mod cli;
mod commands;
mod output;
mod values;

use clap::Parser;
use cli::{Cli, Commands};

fn main() {
    let cli = Cli::parse();

    let level = if cli.verbose { "debug" } else { "warn" };
    env_logger::Builder::from_env(env_logger::Env::default().default_filter_or(level)).init();

    let result = match cli.command {
        Commands::Inspect {
            file,
            svg,
            json,
            config,
        } => commands::inspect::run(&file, svg, json, config.as_deref()),
        Commands::Render {
            file,
            values,
            svg,
            stats,
            json,
            config,
        } => commands::render::run(&file, &values, svg, stats, json, config.as_deref()),
    };

    if let Err(e) = result {
        eprintln!("Error: {:#}", e);
        std::process::exit(1);
    }
}
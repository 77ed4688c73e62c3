//! Source media handles and render results.

use std::path::PathBuf;

use serde::{Deserialize, Serialize};

use crate::layout::Size;

/// A decodable video file as reported by the media probe.
#[derive(Debug, Clone, PartialEq, Serialize, Deserialize)]
pub struct SourceVideo {
    /// Absolute path to the file.
    pub path: PathBuf,
    /// Frame width in pixels.
    pub width: u32,
    /// Frame height in pixels.
    pub height: u32,
    /// Container duration in seconds.
    pub duration_secs: f64,
    /// Whether at least one audio stream is present.
    pub has_audio: bool,
}

impl SourceVideo {
    /// Frame dimensions.
    pub fn size(&self) -> Size {
        Size::new(self.width, self.height)
    }
}

/// Outcome of one render call. The caller owns `output_path` afterwards.
#[derive(Debug, Clone, PartialEq, Eq, Serialize, Deserialize)]
pub struct RenderResult {
    pub output_path: PathBuf,
    pub success: bool,
}

impl RenderResult {
    pub fn completed(output_path: PathBuf) -> Self {
        Self {
            output_path,
            success: true,
        }
    }
}
//! Print the layout plan for a source resolution.

use reelcut_clip_model::layout::Size;
use reelcut_common::config::AppConfig;
use reelcut_processing_core::plan_layout;

pub fn run(config: &AppConfig, width: u32, height: u32) -> anyhow::Result<()> {
    let source = Size::new(width, height);
    if source.is_degenerate() {
        anyhow::bail!("Source size must be non-zero, got {width}x{height}");
    }
    let target = Size::new(config.render.target_width, config.render.target_height);
    let layout = plan_layout(source, target, &config.layout);

    println!("{}", serde_json::to_string_pretty(&layout)?);
    Ok(())
}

=====

Each line of the material should be duplicated exactly, please.

mod cli;
mod commands;
mod output;
mod values;

use clap::Parser;
use cli::{Cli, Commands};

fn main() {
    let cli = Cli::parse();

    let level = if cli.verbose { "debug" } else { "warn" };
    env_logger::Builder::from_env(env_logger::Env::default().default_filter_or(level)).init();

    let result = match cli.command {
        Commands::Inspect {
            file,
            svg,
            json,
            config,
        } => commands::inspect::run(&file, svg, json, config.as_deref()),
        Commands::Render {
            file,
            values,
            svg,
            stats,
            json,
            config,
        } => commands::render::run(&file, &values, svg, stats, json, config.as_deref()),
    };

    if let Err(e) = result {
        eprintln!("Error: {:#}", e);
        std::process::exit(1);
    }
}
repository 77ed4688c73e62c3
//! Source media handles and render results.

use std::path::PathBuf;

use serde::{Deserialize, Serialize};

use crate::layout::Size;

/// A decodable video file as reported by the media probe.
#[derive(Debug, Clone, PartialEq, Serialize, Deserialize)]
pub struct SourceVideo {
    /// Absolute path to the file.
    pub path: PathBuf,
    /// Frame width in pixels.
    pub width: u32,
    /// Frame height in pixels.
    pub height: u32,
    /// Container duration in seconds.
    pub duration_secs: f64,
    /// Whether at least one audio stream is present.
    pub has_audio: bool,
}

impl SourceVideo {
    /// Frame dimensions.
    pub fn size(&self) -> Size {
        Size::new(self.width, self.height)
    }
}

/// Outcome of one render call. The caller owns `output_path` afterwards.
#[derive(Debug, Clone, PartialEq, Eq, Serialize, Deserialize)]
pub struct RenderResult {
    pub output_path: PathBuf,
    pub success: bool,
}

impl RenderResult {
    pub fn completed(output_path: PathBuf) -> Self {
        Self {
            output_path,
            success: true,
        }
    }
}
//! Print the layout plan for a source resolution.

use reelcut_clip_model::layout::Size;
use reelcut_common::config::AppConfig;
use reelcut_processing_core::plan_layout;

pub fn run(config: &AppConfig, width: u32, height: u32) -> anyhow::Result<()> {
    let source = Size::new(width, height);
    if source.is_degenerate() {
        anyhow::bail!("Source size must be non-zero, got {width}x{height}");
    }
    let target = Size::new(config.render.target_width, config.render.target_height);
    let layout = plan_layout(source, target, &config.layout);

    println!("{}", serde_json::to_string_pretty(&layout)?);
    Ok(())
}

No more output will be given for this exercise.